**YOUR OBJECTIVE:** Wherever a line below holds the word "derive", copy that line.

RECORDS PROVIDED START

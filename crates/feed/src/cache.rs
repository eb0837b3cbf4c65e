//! Last-good payload cache.
//!
//! A sign that restarts while its network is down should still show the
//! last departures it knew about. Every successful fetch is stored as JSON
//! in the user data directory and read back on startup.
//!
//! # Directory Structure
//!
//! ```text
//! ~/.local/share/headway/       # Linux
//! └── cache/
//!     └── screens/
//!         └── {screen_id}.json
//! ```

use std::fs;
use std::path::PathBuf;
use std::time::Duration;

use chrono::{DateTime, Utc};
use headway_protocol::ScreenData;
use serde::{Deserialize, Serialize};
use tracing::{debug, instrument, warn};

use crate::error::{Error, Result};

/// A cached payload with the time it was stored.
#[derive(Debug, Clone, PartialEq, Serialize, Deserialize)]
pub struct CachedScreen {
    /// The payload.
    pub screen: ScreenData,
    /// When the payload was cached.
    pub cached_at: DateTime<Utc>,
}

impl CachedScreen {
    /// Wraps `screen` with the current timestamp.
    #[must_use]
    pub fn new(screen: ScreenData) -> Self {
        Self {
            screen,
            cached_at: Utc::now(),
        }
    }

    /// Returns the age of the cached payload.
    ///
    /// A timestamp in the future (clock skew) counts as zero age.
    #[must_use]
    pub fn age(&self) -> Duration {
        Utc::now()
            .signed_duration_since(self.cached_at)
            .to_std()
            .unwrap_or(Duration::ZERO)
    }

    /// Returns whether the payload is older than `max_age`.
    #[must_use]
    pub fn is_older_than(&self, max_age: Duration) -> bool {
        self.age() > max_age
    }
}

/// On-disk cache of the last good payload per screen.
///
/// # Examples
///
/// ```no_run
/// use headway_feed::PayloadCache;
///
/// # fn example() -> headway_feed::Result<()> {
/// let cache = PayloadCache::new()?;
/// if let Some(cached) = cache.load("bus-stop-1")? {
///     println!("cached {} seconds ago", cached.age().as_secs());
/// }
/// # Ok(())
/// # }
/// ```
#[derive(Debug, Clone)]
pub struct PayloadCache {
    base_path: PathBuf,
}

impl PayloadCache {
    /// Creates a cache in the user data directory.
    ///
    /// # Errors
    ///
    /// Returns an error if the data directory cannot be determined or
    /// created.
    #[instrument]
    pub fn new() -> Result<Self> {
        let data_dir = headway_config::persistence::user_data_dir().map_err(|e| {
            Error::Io(std::io::Error::new(std::io::ErrorKind::NotFound, e.to_string()))
        })?;
        Self::with_path(data_dir.join("cache").join("screens"))
    }

    /// Creates a cache at a custom path, creating the directory if needed.
    ///
    /// # Errors
    ///
    /// Returns an error if the directory cannot be created.
    #[instrument]
    pub fn with_path(base_path: PathBuf) -> Result<Self> {
        if !base_path.exists() {
            debug!(?base_path, "creating cache directory");
            fs::create_dir_all(&base_path)?;
        }
        Ok(Self { base_path })
    }

    /// Loads the payload cached under `key`, usually a
    /// [`Source::cache_key`](crate::Source::cache_key).
    ///
    /// Returns `None` if nothing is cached.
    ///
    /// # Errors
    ///
    /// Returns an error if the cache file exists but cannot be read or
    /// parsed.
    #[instrument(skip(self))]
    pub fn load(&self, key: &str) -> Result<Option<CachedScreen>> {
        let path = self.cache_path(key);
        match fs::read_to_string(&path) {
            Ok(content) => {
                let cached: CachedScreen = serde_json::from_str(&content).map_err(|e| {
                    warn!(?path, error = %e, "failed to parse cache file");
                    Error::Io(std::io::Error::new(
                        std::io::ErrorKind::InvalidData,
                        format!("failed to parse cache file: {e}"),
                    ))
                })?;
                debug!(cached_at = %cached.cached_at, "loaded cached screen");
                Ok(Some(cached))
            }
            Err(e) if e.kind() == std::io::ErrorKind::NotFound => Ok(None),
            Err(e) => {
                warn!(?path, error = %e, "failed to read cache file");
                Err(Error::Io(e))
            }
        }
    }

    /// Stores `screen` as the last good payload under `key`.
    ///
    /// # Errors
    ///
    /// Returns an error if the cache file cannot be written.
    #[instrument(skip(self, screen), fields(screen_id = %screen.screen_id))]
    pub fn save(&self, key: &str, screen: &ScreenData) -> Result<()> {
        let path = self.cache_path(key);
        let cached = CachedScreen::new(screen.clone());
        let content = serde_json::to_string_pretty(&cached).map_err(|e| {
            Error::Io(std::io::Error::new(
                std::io::ErrorKind::InvalidData,
                format!("failed to serialize cache: {e}"),
            ))
        })?;

        fs::write(&path, content)?;
        debug!(?path, "cached screen");
        Ok(())
    }

    /// Returns the cache file path for a screen, with path separators and
    /// dots replaced so the id cannot escape the cache directory.
    fn cache_path(&self, screen_id: &str) -> PathBuf {
        let safe_id = screen_id.replace(['/', '\\', '.'], "_");
        self.base_path.join(format!("{safe_id}.json"))
    }
}

#[cfg(test)]
mod tests {
    use super::*;
    use headway_protocol::dummy::dummy_screen;
    use tempfile::TempDir;

    fn create_test_cache() -> (PayloadCache, TempDir) {
        let temp_dir = TempDir::new().expect("Failed to create temp dir");
        let cache =
            PayloadCache::with_path(temp_dir.path().join("screens")).expect("Failed to create cache");
        (cache, temp_dir)
    }

    #[test]
    fn cache_path_sanitizes_input() {
        let (cache, _temp) = create_test_cache();
        assert!(cache.cache_path("stop-1").ends_with("stop-1.json"));
        assert!(cache.cache_path("../evil").ends_with("___evil.json"));
    }

    #[test]
    fn load_returns_none_for_missing_cache() {
        let (cache, _temp) = create_test_cache();
        assert!(cache.load("missing").unwrap().is_none());
    }

    #[test]
    fn save_and_load_roundtrip() {
        let (cache, _temp) = create_test_cache();
        let screen = dummy_screen();

        cache.save(&screen.screen_id, &screen).unwrap();
        let cached = cache.load(&screen.screen_id).unwrap().unwrap();
        assert_eq!(cached.screen, screen);
        assert!(!cached.is_older_than(Duration::from_secs(60)));
    }

    #[test]
    fn corrupt_cache_is_an_error() {
        let (cache, _temp) = create_test_cache();
        fs::write(cache.cache_path("bad"), "{").unwrap();
        assert!(matches!(cache.load("bad"), Err(Error::Io(_))));
    }

    #[test]
    fn future_timestamp_has_zero_age() {
        let cached = CachedScreen {
            screen: dummy_screen(),
            cached_at: Utc::now() + chrono::Duration::hours(1),
        };
        assert_eq!(cached.age(), Duration::ZERO);
    }
}
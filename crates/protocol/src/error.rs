//! Error types for the headway-protocol crate.
//!
//! This module defines all error types that can occur when working with
//! payload types, including serialization failures and validation errors.

use thiserror::Error;

/// Errors that can occur during protocol operations.
#[derive(Debug, Error)]
pub enum ProtocolError {
    /// Failed to serialize a payload to JSON.
    #[error("failed to serialize to JSON: {0}")]
    SerializationFailed(#[source] serde_json::Error),

    /// Failed to deserialize a payload from JSON.
    #[error("failed to deserialize from JSON: {0}")]
    DeserializationFailed(#[source] serde_json::Error),

    /// A section declares a layout whose bounds contradict each other.
    #[error("invalid layout for section {section}: {reason}")]
    InvalidLayout {
        /// The offending section id.
        section: String,
        /// Why the layout is invalid.
        reason: String,
    },
}

/// A specialized Result type for protocol operations.
pub type Result<T> = std::result::Result<T, ProtocolError>;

RECORDS PROVIDED END

**ANSWER AREA:**
#[derive(Debug, Clone, PartialEq, Serialize, Deserialize)]
#[derive(Debug, Clone)]
#[derive(Debug, Error)]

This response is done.